Pay up or... We'll let you go. Flawed ransomware leaves behind its key
Locking up a user's PC and demanding a payment to release it has proved very profitable for the cyber crime community.
So much so that malware authors have been turning their hand to new variants. Security software specialist Symantec has been taking a closer look at one such, the CryptoDefense trojan that it first detected in February.
Symantec estimates that CryptoDefense has earned its creators some $34,000 in its first month and describes it on its official blog as, "...a sophisticated hybrid design incorporating a number of effective techniques previously used by other ransomcrypt malware authors to extort money from victims".

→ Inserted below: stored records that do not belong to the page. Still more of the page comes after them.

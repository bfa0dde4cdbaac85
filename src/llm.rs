//! Seam to the on-device language model
//!
//! The bridge never runs inference itself; it consumes whatever sits behind
//! [`LanguageModel`]. Hosts plug in the real device model; tests and
//! model-less environments use [`PhraseTableModel`].

use std::collections::HashMap;

use async_trait::async_trait;
use thiserror::Error;

/// The failure modes the native model actually produces: it is either not
/// present on the device at all, or it failed while generating.
#[derive(Error, Debug, Clone, PartialEq, Eq)]
pub enum ModelError {
    #[error("On-device LLM unavailable")]
    Unavailable,

    #[error("{0}")]
    Generation(String),
}

/// The native translation capability behind the `NogoLLM` module.
#[async_trait]
pub trait LanguageModel: Send + Sync {
    async fn generate(&self, text: &str) -> Result<String, ModelError>;
}

/// Fixed lookup-table model for tests and hosts without a device model.
pub struct PhraseTableModel {
    table: HashMap<String, String>,
}

impl PhraseTableModel {
    pub fn new<'a>(entries: impl IntoIterator<Item = (&'a str, &'a str)>) -> Self {
        Self {
            table: entries
                .into_iter()
                .map(|(src, dst)| (src.to_string(), dst.to_string()))
                .collect(),
        }
    }
}

#[async_trait]
impl LanguageModel for PhraseTableModel {
    async fn generate(&self, text: &str) -> Result<String, ModelError> {
        self.table
            .get(text)
            .cloned()
            .ok_or_else(|| ModelError::Generation(format!("no translation for {:?}", text)))
    }
}
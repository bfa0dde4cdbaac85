pub mod invocation;
pub mod method;
pub mod module;
pub mod registry;
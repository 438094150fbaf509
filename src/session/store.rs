use parking_lot::RwLock;
use secrecy::{ExposeSecret, SecretString};
use serde::{Deserialize, Serialize};
use std::fmt;
use std::sync::Arc;
use thiserror::Error;
use tokio::sync::watch;

use super::filters::{FilterPatch, Filters};
use crate::api::User;
use crate::storage::StateStorage;

/// Name of the single persisted entry.
pub const STORAGE_KEY: &str = "ai-news-storage";

// ============================================================================
// Errors
// ============================================================================

#[derive(Debug, Error)]
pub enum StoreError {
    /// The storage backend rejected a read or write
    #[error("Failed to persist client state: {0:#}")]
    Persist(anyhow::Error),

    #[error("Failed to encode client state: {0}")]
    Serialize(#[from] serde_json::Error),

    /// A profile was supplied while no credential is held
    #[error("Cannot cache a user profile without a session token")]
    NoSession,
}

// ============================================================================
// Persisted Shape
// ============================================================================

/// On-disk form: `{ "token": ..., "filters": {...} }`. The cached user is
/// never written.
#[derive(Serialize, Deserialize, Default)]
struct PersistedState {
    #[serde(default)]
    token: Option<String>,
    #[serde(default)]
    filters: Filters,
}

struct Inner {
    token: Option<SecretString>,
    user: Option<User>,
    filters: Filters,
}

// ============================================================================
// SessionStore
// ============================================================================

/// Process-wide session and preference state.
///
/// Holds the bearer token, the cached profile of its owner and the listing
/// filters. Every mutation persists `{token, filters}` through the injected
/// [`StateStorage`]. Share it as `Arc<SessionStore>`.
///
/// The in-memory lock is never held across an `.await`: mutations replace or
/// merge under the lock, then persist a snapshot taken afterwards. A separate
/// async mutex orders those writes so the stored entry always reflects the
/// latest state.
pub struct SessionStore {
    inner: RwLock<Inner>,
    storage: Arc<dyn StateStorage>,
    filters_tx: watch::Sender<Filters>,
    persist_lock: tokio::sync::Mutex<()>,
}

impl SessionStore {
    /// A signed-out store with default filters. Nothing is read from storage.
    pub fn new(storage: Arc<dyn StateStorage>) -> Self {
        Self::from_parts(storage, None, Filters::default())
    }

    /// Rehydrate from the persisted entry.
    ///
    /// A missing entry yields defaults. A corrupt entry is logged and replaced
    /// by defaults rather than failing startup. Storage read errors propagate.
    pub async fn hydrate(storage: Arc<dyn StateStorage>) -> Result<Self, StoreError> {
        let raw = storage.load(STORAGE_KEY).await.map_err(StoreError::Persist)?;

        let persisted = match raw {
            None => PersistedState::default(),
            Some(json) => match serde_json::from_str::<PersistedState>(&json) {
                Ok(state) => state,
                Err(e) => {
                    tracing::warn!(error = %e, key = STORAGE_KEY, "Discarding corrupt persisted state");
                    PersistedState::default()
                }
            },
        };

        let token = persisted
            .token
            .filter(|t| !t.is_empty())
            .map(SecretString::from);
        tracing::debug!(
            authenticated = token.is_some(),
            filters_active = persisted.filters.is_active(),
            "Session state restored"
        );

        Ok(Self::from_parts(storage, token, persisted.filters))
    }

    fn from_parts(
        storage: Arc<dyn StateStorage>,
        token: Option<SecretString>,
        filters: Filters,
    ) -> Self {
        let (filters_tx, _) = watch::channel(filters.clone());
        Self {
            inner: RwLock::new(Inner {
                token,
                user: None,
                filters,
            }),
            storage,
            filters_tx,
            persist_lock: tokio::sync::Mutex::new(()),
        }
    }

    // ========================================================================
    // Readers
    // ========================================================================

    /// Current bearer token, if any.
    pub fn token(&self) -> Option<SecretString> {
        self.inner
            .read()
            .token
            .as_ref()
            .map(|t| SecretString::from(t.expose_secret().to_string()))
    }

    pub fn is_authenticated(&self) -> bool {
        self.inner.read().token.is_some()
    }

    pub fn user(&self) -> Option<User> {
        self.inner.read().user.clone()
    }

    pub fn filters(&self) -> Filters {
        self.inner.read().filters.clone()
    }

    /// Receiver that observes every effective filter change.
    pub fn subscribe_filters(&self) -> watch::Receiver<Filters> {
        self.filters_tx.subscribe()
    }

    // ========================================================================
    // Mutations
    // ========================================================================

    /// Replace the credential. `None` signs out locally and also drops the
    /// cached user so the profile never outlives its token.
    pub async fn set_token(&self, token: Option<String>) -> Result<(), StoreError> {
        {
            let mut inner = self.inner.write();
            match token.filter(|t| !t.is_empty()) {
                Some(t) => inner.token = Some(SecretString::from(t)),
                None => {
                    inner.token = None;
                    inner.user = None;
                }
            }
        }
        self.persist().await
    }

    /// Replace the cached profile. In-memory only.
    pub fn set_user(&self, user: Option<User>) -> Result<(), StoreError> {
        let mut inner = self.inner.write();
        if user.is_some() && inner.token.is_none() {
            return Err(StoreError::NoSession);
        }
        inner.user = user;
        Ok(())
    }

    /// Shallow-merge `patch` into the filters, persist, and notify subscribers.
    ///
    /// Returns the merged filter set.
    pub async fn set_filters(&self, patch: FilterPatch) -> Result<Filters, StoreError> {
        let merged = {
            let mut inner = self.inner.write();
            inner.filters = inner.filters.merge(&patch);
            inner.filters.clone()
        };
        self.publish_filters(&merged);
        self.persist().await?;
        Ok(merged)
    }

    /// Reset the filters to their defaults.
    pub async fn clear_filters(&self) -> Result<(), StoreError> {
        {
            self.inner.write().filters = Filters::default();
        }
        self.publish_filters(&Filters::default());
        self.persist().await
    }

    /// Drop token and user together. Filters are kept.
    pub async fn logout(&self) -> Result<(), StoreError> {
        self.clear_credentials();
        tracing::debug!("Signed out");
        self.persist().await
    }

    /// Called by the API client when the backend answers `401` to a request
    /// sent with `rejected`. A credential replaced since then is kept.
    pub async fn invalidate_credentials(
        &self,
        rejected: Option<&SecretString>,
    ) -> Result<(), StoreError> {
        {
            let inner = self.inner.read();
            let held = inner.token.as_ref().map(|t| t.expose_secret());
            if held != rejected.map(|t| t.expose_secret()) {
                tracing::debug!("Credential changed while the request was in flight, keeping it");
                return Ok(());
            }
        }
        if !self.clear_credentials() {
            return Ok(());
        }
        self.persist().await
    }

    /// Returns whether anything was held.
    fn clear_credentials(&self) -> bool {
        let mut inner = self.inner.write();
        let had = inner.token.is_some() || inner.user.is_some();
        inner.token = None;
        inner.user = None;
        had
    }

    fn publish_filters(&self, filters: &Filters) {
        self.filters_tx.send_if_modified(|current| {
            if current == filters {
                return false;
            }
            *current = filters.clone();
            true
        });
    }

    /// Write `{token, filters}`. A signed-out state with default filters is
    /// what a missing entry hydrates to, so the entry is removed instead.
    async fn persist(&self) -> Result<(), StoreError> {
        let _guard = self.persist_lock.lock().await;

        let json = {
            let inner = self.inner.read();
            if inner.token.is_none() && inner.filters == Filters::default() {
                None
            } else {
                let snapshot = PersistedState {
                    token: inner.token.as_ref().map(|t| t.expose_secret().to_string()),
                    filters: inner.filters.clone(),
                };
                Some(serde_json::to_string(&snapshot)?)
            }
        };

        let result = match json {
            Some(json) => self.storage.save(STORAGE_KEY, &json).await,
            None => self.storage.remove(STORAGE_KEY).await,
        };
        result.map_err(StoreError::Persist)
    }
}

impl fmt::Debug for SessionStore {
    fn fmt(&self, f: &mut fmt::Formatter<'_>) -> fmt::Result {
        let inner = self.inner.read();
        f.debug_struct("SessionStore")
            .field("token", &inner.token.as_ref().map(|_| "[REDACTED]"))
            .field("user", &inner.user.as_ref().map(|u| u.id))
            .field("filters", &inner.filters)
            .finish()
    }
}
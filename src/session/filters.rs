use serde::{Deserialize, Serialize};

/// Highest selectable minimum score.
pub const MAX_MIN_SCORE: u32 = 90;
/// Granularity of the minimum score.
pub const MIN_SCORE_STEP: u32 = 10;

/// Clamp a minimum score to `[0, 90]` and round it down to a multiple of 10.
///
/// Every place that accepts a score from the user goes through this.
pub fn snap_min_score(score: u32) -> u32 {
    let clamped = score.min(MAX_MIN_SCORE);
    clamped - clamped % MIN_SCORE_STEP
}

/// The article-listing filter set.
///
/// Empty strings and a zero score mean "unconstrained". Values are stored as
/// the user chose them; the backend is the authority on what they match.
#[derive(Debug, Clone, Default, PartialEq, Eq, Serialize, Deserialize)]
#[serde(default)]
pub struct Filters {
    pub category: String,
    pub source: String,
    pub min_score: u32,
    pub search: String,
}

impl Filters {
    /// True when category, source or score narrows the listing.
    ///
    /// Free-text search is not counted.
    pub fn is_active(&self) -> bool {
        !self.category.is_empty() || !self.source.is_empty() || self.min_score > 0
    }

    /// Shallow merge: every field present in `patch` replaces the current value.
    pub fn merge(&self, patch: &FilterPatch) -> Filters {
        Filters {
            category: patch.category.clone().unwrap_or_else(|| self.category.clone()),
            source: patch.source.clone().unwrap_or_else(|| self.source.clone()),
            min_score: patch.min_score.unwrap_or(self.min_score),
            search: patch.search.clone().unwrap_or_else(|| self.search.clone()),
        }
    }
}

/// Partial update for [`Filters`]. `None` leaves a field untouched;
/// `Some(String::new())` clears it.
#[derive(Debug, Clone, Default, PartialEq, Eq)]
pub struct FilterPatch {
    pub category: Option<String>,
    pub source: Option<String>,
    pub min_score: Option<u32>,
    pub search: Option<String>,
}

impl FilterPatch {
    pub fn category(value: impl Into<String>) -> Self {
        Self {
            category: Some(value.into()),
            ..Self::default()
        }
    }

    pub fn source(value: impl Into<String>) -> Self {
        Self {
            source: Some(value.into()),
            ..Self::default()
        }
    }

    pub fn min_score(value: u32) -> Self {
        Self {
            min_score: Some(value),
            ..Self::default()
        }
    }

    pub fn search(value: impl Into<String>) -> Self {
        Self {
            search: Some(value.into()),
            ..Self::default()
        }
    }

    pub fn is_empty(&self) -> bool {
        self.category.is_none()
            && self.source.is_none()
            && self.min_score.is_none()
            && self.search.is_none()
    }
}
//! Terminal output and the interactive browser.

mod command;
mod helpers;
mod loop_runner;
mod prompt;
pub mod render;

pub use command::{parse_command, Command, CommandError};
pub use loop_runner::{run, Action, BrowseEvent};
pub use prompt::read_password;
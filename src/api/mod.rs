//! Gateway to the AI news backend.
//!
//! [`ApiClient`] owns the HTTP connection pool and exposes the backend's
//! resources as typed operation groups:
//!
//! - [`Articles`]: listing, today's picks, detail, filter options
//! - [`Users`]: register, login, profile read and update
//! - [`Admin`]: crawl, process, stats
//!
//! Failures are normalized into [`ApiError`].

mod admin;
mod articles;
mod client;
mod error;
mod models;
mod users;

pub use admin::Admin;
pub use articles::Articles;
pub use client::ApiClient;
pub use error::ApiError;
pub use models::{
    AdminStats, Article, ArticleCategory, ArticleListResponse, ArticleQuery, ArticleSource,
    CrawlAck, CrawlStats, EmailFrequency, FilterOption, ProcessAck, QualityTier, TodayQuery,
    TokenResponse, User, UserUpdate,
};
pub use users::Users;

CryptoDefense locks up user's data with a 2048-bit RSA key. The private key needed to decrypt the content is then sent back to the attacker's server until the ransom is paid. However, the program's developers seem to have overlooked the fact that the key is also left in a file folder on the victim's machine. Symantec says, "...the malware author's poor implementation of the cryptographic functionality has left their hostages with the key to their own escape". It’s rather like the jailer leaving the key to your cell on a hook just next to the bars.
The malware is being distributed in spammed emails as an attached zip file. Symantec says it has blocked over 11,000 CryptoDefense infections in more than 100 countries since its discovery, the majority in the US.
It is of course unlikely that if you'd fallen victim to this infection you'd have the technical ability needed to take advantage of the flaw to disable it. Still, it's nice to know that sometimes the malware writers make mistakes.